The data below is to be output in full, unchanged.
- Opening Delimiter -
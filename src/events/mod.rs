//! Event handlers.
//!
//! Each submodule exposes a generic `process_*`/`check_*` function over
//! [`ModerationApi`](crate::moderation::ModerationApi) and, where it reacts
//! to a distinct update kind, a teloxide `handler()`.

pub mod antiflood;
pub mod forbidden;
pub mod join_request;
pub mod leave;
pub mod new_member;

use chrono::Utc;
use teloxide::dispatching::UpdateHandler;
use teloxide::prelude::*;
use teloxide::types::{ChatMemberUpdated, MessageKind};
use tracing::{debug, error};

use crate::bot::dispatcher::AppState;

/// Handler for chat member updates (joins and leaves).
pub fn member_event_handler() -> UpdateHandler<anyhow::Error> {
    dptree::entry()
        .inspect(refresh_admin_cache)
        .branch(new_member::handler())
        .branch(leave::handler())
}

/// Member status changed; cached rights may be stale.
fn refresh_admin_cache(update: ChatMemberUpdated, state: AppState) {
    state
        .permissions
        .invalidate(update.chat.id, update.new_chat_member.user.id);
}

/// Handler for group messages that are not commands.
///
/// Runs every message check; one failing does not stop the others.
pub fn message_event_handler() -> UpdateHandler<anyhow::Error> {
    dptree::filter(|msg: Message| msg.chat.is_group() || msg.chat.is_supergroup())
        .endpoint(unified_message_handler)
}

async fn unified_message_handler(msg: Message, state: AppState) -> anyhow::Result<()> {
    let Some(user) = msg.from.as_ref() else {
        return Ok(());
    };
    if user.is_bot || state.is_owner(user.id.0) {
        return Ok(());
    }

    // Admins are exempt from automatic moderation.
    if state
        .permissions
        .is_admin(msg.chat.id, user.id)
        .await
        .unwrap_or(false)
    {
        return Ok(());
    }

    let group = msg.chat.id.0.to_string();
    let user_id = user.id.0.to_string();
    let text = msg.text().or_else(|| msg.caption()).unwrap_or("");

    debug!(
        "unified_message_handler: chat={}, user={}, len={}",
        group,
        user_id,
        text.len()
    );

    if !text.is_empty()
        && let Err(e) =
            forbidden::check_forbidden_words(&state.api, &state.admin, &group, &user_id, msg.id.0, text).await
    {
        error!("Forbidden word check error: {}", e);
    }

    // Telegram message dates have one-second resolution; bursts need the
    // receive time.
    let has_content = matches!(msg.kind, MessageKind::Common(_));
    if let Err(e) =
        antiflood::check_antiflood(&state.api, &state.admin, &group, &user_id, Utc::now(), has_content).await
    {
        error!("Antiflood error: {}", e);
    }

    Ok(())
}
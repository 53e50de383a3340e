//! Permission checker with caching.

use teloxide::prelude::*;
use teloxide::types::{ChatId, ChatMember, ChatMemberKind, UserId};
use tracing::debug;

use crate::cache::{CacheConfig, TypedCache};

/// Rights of a chat administrator that moderation cares about.
#[derive(Clone, Debug, PartialEq, Eq)]
pub struct AdminInfo {
    pub is_owner: bool,
    pub can_delete_messages: bool,
    pub can_restrict_members: bool,
    pub can_invite_users: bool,
}

impl AdminInfo {
    fn from_chat_member(member: &ChatMember) -> Option<Self> {
        match &member.kind {
            ChatMemberKind::Owner(_) => Some(Self::full(true)),
            ChatMemberKind::Administrator(admin) => Some(Self {
                is_owner: false,
                can_delete_messages: admin.can_delete_messages,
                can_restrict_members: admin.can_restrict_members,
                can_invite_users: admin.can_invite_users,
            }),
            _ => None,
        }
    }

    fn full(is_owner: bool) -> Self {
        Self {
            is_owner,
            can_delete_messages: true,
            can_restrict_members: true,
            can_invite_users: true,
        }
    }
}

/// (chat_id, user_id)
type AdminCacheKey = (i64, u64);

/// Permission checker with caching support.
///
/// Non-admins are cached too, as `None`.
#[derive(Clone, Debug)]
pub struct Permissions {
    bot: Bot,
    cache: TypedCache<AdminCacheKey, Option<AdminInfo>>,
    owner_ids: Vec<u64>,
}

impl Permissions {
    pub fn with_owners(bot: Bot, owner_ids: Vec<u64>) -> Self {
        Self {
            bot,
            cache: TypedCache::new("admin_rights", CacheConfig::admin_rights()),
            owner_ids,
        }
    }

    #[inline]
    pub fn is_bot_owner(&self, user_id: UserId) -> bool {
        self.owner_ids.contains(&user_id.0)
    }

    /// Admin rights of a user in a chat, `None` for regular members.
    pub async fn get_admin_info(
        &self,
        chat_id: ChatId,
        user_id: UserId,
    ) -> anyhow::Result<Option<AdminInfo>> {
        if self.is_bot_owner(user_id) {
            return Ok(Some(AdminInfo::full(true)));
        }

        let cache_key = (chat_id.0, user_id.0);
        if let Some(cached) = self.cache.get(&cache_key) {
            debug!("{} cache hit for user {} in chat {}", self.cache.name(), user_id, chat_id);
            return Ok(cached);
        }

        let member = self.bot.get_chat_member(chat_id, user_id).await?;
        let info = AdminInfo::from_chat_member(&member);
        self.cache.insert(cache_key, info.clone());

        Ok(info)
    }

    pub async fn is_admin(&self, chat_id: ChatId, user_id: UserId) -> anyhow::Result<bool> {
        if self.is_bot_owner(user_id) {
            return Ok(true);
        }
        Ok(self.get_admin_info(chat_id, user_id).await?.is_some())
    }

    /// Mute, kick and policy changes.
    pub async fn can_restrict_members(
        &self,
        chat_id: ChatId,
        user_id: UserId,
    ) -> anyhow::Result<bool> {
        if self.is_bot_owner(user_id) {
            return Ok(true);
        }
        Ok(self
            .get_admin_info(chat_id, user_id)
            .await?
            .is_some_and(|a| a.can_restrict_members))
    }

    /// Answering join requests.
    pub async fn can_invite_users(&self, chat_id: ChatId, user_id: UserId) -> anyhow::Result<bool> {
        if self.is_bot_owner(user_id) {
            return Ok(true);
        }
        Ok(self
            .get_admin_info(chat_id, user_id)
            .await?
            .is_some_and(|a| a.can_invite_users))
    }

    /// Drop cached rights, e.g. after a promotion or demotion.
    pub fn invalidate(&self, chat_id: ChatId, user_id: UserId) {
        self.cache.invalidate(&(chat_id.0, user_id.0));
        debug!("Invalidated admin cache for user {} in chat {}", user_id, chat_id);
    }
}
- Closing Delimiter -
• [EXPECTED OUTPUT]
filename src/events/mod.rs
//! Event handlers.
//!
//! Each submodule exposes a generic `process_*`/`check_*` function over
//! [`ModerationApi`](crate::moderation::ModerationApi) and, where it reacts
//! to a distinct update kind, a teloxide `handler()`.

pub mod antiflood;
pub mod forbidden;
pub mod join_request;
pub mod leave;
pub mod new_member;

use chrono::Utc;
use teloxide::dispatching::UpdateHandler;
use teloxide::prelude::*;
use teloxide::types::{ChatMemberUpdated, MessageKind};
use tracing::{debug, error};

use crate::bot::dispatcher::AppState;

/// Handler for chat member updates (joins and leaves).
pub fn member_event_handler() -> UpdateHandler<anyhow::Error> {
    dptree::entry()
        .inspect(refresh_admin_cache)
        .branch(new_member::handler())
        .branch(leave::handler())
}

/// Member status changed; cached rights may be stale.
fn refresh_admin_cache(update: ChatMemberUpdated, state: AppState) {
    state
        .permissions
        .invalidate(update.chat.id, update.new_chat_member.user.id);
}

/// Handler for group messages that are not commands.
///
/// Runs every message check; one failing does not stop the others.
pub fn message_event_handler() -> UpdateHandler<anyhow::Error> {
    dptree::filter(|msg: Message| msg.chat.is_group() || msg.chat.is_supergroup())
        .endpoint(unified_message_handler)
}

async fn unified_message_handler(msg: Message, state: AppState) -> anyhow::Result<()> {
    let Some(user) = msg.from.as_ref() else {
        return Ok(());
    };
    if user.is_bot || state.is_owner(user.id.0) {
        return Ok(());
    }

    // Admins are exempt from automatic moderation.
    if state
        .permissions
        .is_admin(msg.chat.id, user.id)
        .await
        .unwrap_or(false)
    {
        return Ok(());
    }

    let group = msg.chat.id.0.to_string();
    let user_id = user.id.0.to_string();
    let text = msg.text().or_else(|| msg.caption()).unwrap_or("");

    debug!(
        "unified_message_handler: chat={}, user={}, len={}",
        group,
        user_id,
        text.len()
    );

    if !text.is_empty()
        && let Err(e) =
            forbidden::check_forbidden_words(&state.api, &state.admin, &group, &user_id, msg.id.0, text).await
    {
        error!("Forbidden word check error: {}", e);
    }

    // Telegram message dates have one-second resolution; bursts need the
    // receive time.
    let has_content = matches!(msg.kind, MessageKind::Common(_));
    if let Err(e) =
        antiflood::check_antiflood(&state.api, &state.admin, &group, &user_id, Utc::now(), has_content).await
    {
        error!("Antiflood error: {}", e);
    }

    Ok(())
}
repository 53e50de383a3340e
//! Permission checker with caching.

use teloxide::prelude::*;
use teloxide::types::{ChatId, ChatMember, ChatMemberKind, UserId};
use tracing::debug;

use crate::cache::{CacheConfig, TypedCache};

/// Rights of a chat administrator that moderation cares about.
#[derive(Clone, Debug, PartialEq, Eq)]
pub struct AdminInfo {
    pub is_owner: bool,
    pub can_delete_messages: bool,
    pub can_restrict_members: bool,
    pub can_invite_users: bool,
}

impl AdminInfo {
    fn from_chat_member(member: &ChatMember) -> Option<Self> {
        match &member.kind {
            ChatMemberKind::Owner(_) => Some(Self::full(true)),
            ChatMemberKind::Administrator(admin) => Some(Self {
                is_owner: false,
                can_delete_messages: admin.can_delete_messages,
                can_restrict_members: admin.can_restrict_members,
                can_invite_users: admin.can_invite_users,
            }),
            _ => None,
        }
    }

    fn full(is_owner: bool) -> Self {
        Self {
            is_owner,
            can_delete_messages: true,
            can_restrict_members: true,
            can_invite_users: true,
        }
    }
}

/// (chat_id, user_id)
type AdminCacheKey = (i64, u64);

/// Permission checker with caching support.
///
/// Non-admins are cached too, as `None`.
#[derive(Clone, Debug)]
pub struct Permissions {
    bot: Bot,
    cache: TypedCache<AdminCacheKey, Option<AdminInfo>>,
    owner_ids: Vec<u64>,
}

impl Permissions {
    pub fn with_owners(bot: Bot, owner_ids: Vec<u64>) -> Self {
        Self {
            bot,
            cache: TypedCache::new("admin_rights", CacheConfig::admin_rights()),
            owner_ids,
        }
    }

    #[inline]
    pub fn is_bot_owner(&self, user_id: UserId) -> bool {
        self.owner_ids.contains(&user_id.0)
    }

    /// Admin rights of a user in a chat, `None` for regular members.
    pub async fn get_admin_info(
        &self,
        chat_id: ChatId,
        user_id: UserId,
    ) -> anyhow::Result<Option<AdminInfo>> {
        if self.is_bot_owner(user_id) {
            return Ok(Some(AdminInfo::full(true)));
        }

        let cache_key = (chat_id.0, user_id.0);
        if let Some(cached) = self.cache.get(&cache_key) {
            debug!("{} cache hit for user {} in chat {}", self.cache.name(), user_id, chat_id);
            return Ok(cached);
        }

        let member = self.bot.get_chat_member(chat_id, user_id).await?;
        let info = AdminInfo::from_chat_member(&member);
        self.cache.insert(cache_key, info.clone());

        Ok(info)
    }

    pub async fn is_admin(&self, chat_id: ChatId, user_id: UserId) -> anyhow::Result<bool> {
        if self.is_bot_owner(user_id) {
            return Ok(true);
        }
        Ok(self.get_admin_info(chat_id, user_id).await?.is_some())
    }

    /// Mute, kick and policy changes.
    pub async fn can_restrict_members(
        &self,
        chat_id: ChatId,
        user_id: UserId,
    ) -> anyhow::Result<bool> {
        if self.is_bot_owner(user_id) {
            return Ok(true);
        }
        Ok(self
            .get_admin_info(chat_id, user_id)
            .await?
            .is_some_and(|a| a.can_restrict_members))
    }

    /// Answering join requests.
    pub async fn can_invite_users(&self, chat_id: ChatId, user_id: UserId) -> anyhow::Result<bool> {
        if self.is_bot_owner(user_id) {
            return Ok(true);
        }
        Ok(self
            .get_admin_info(chat_id, user_id)
            .await?
            .is_some_and(|a| a.can_invite_users))
    }

    /// Drop cached rights, e.g. after a promotion or demotion.
    pub fn invalidate(&self, chat_id: ChatId, user_id: UserId) {
        self.cache.invalidate(&(chat_id.0, user_id.0));
        debug!("Invalidated admin cache for user {} in chat {}", user_id, chat_id);
    }
}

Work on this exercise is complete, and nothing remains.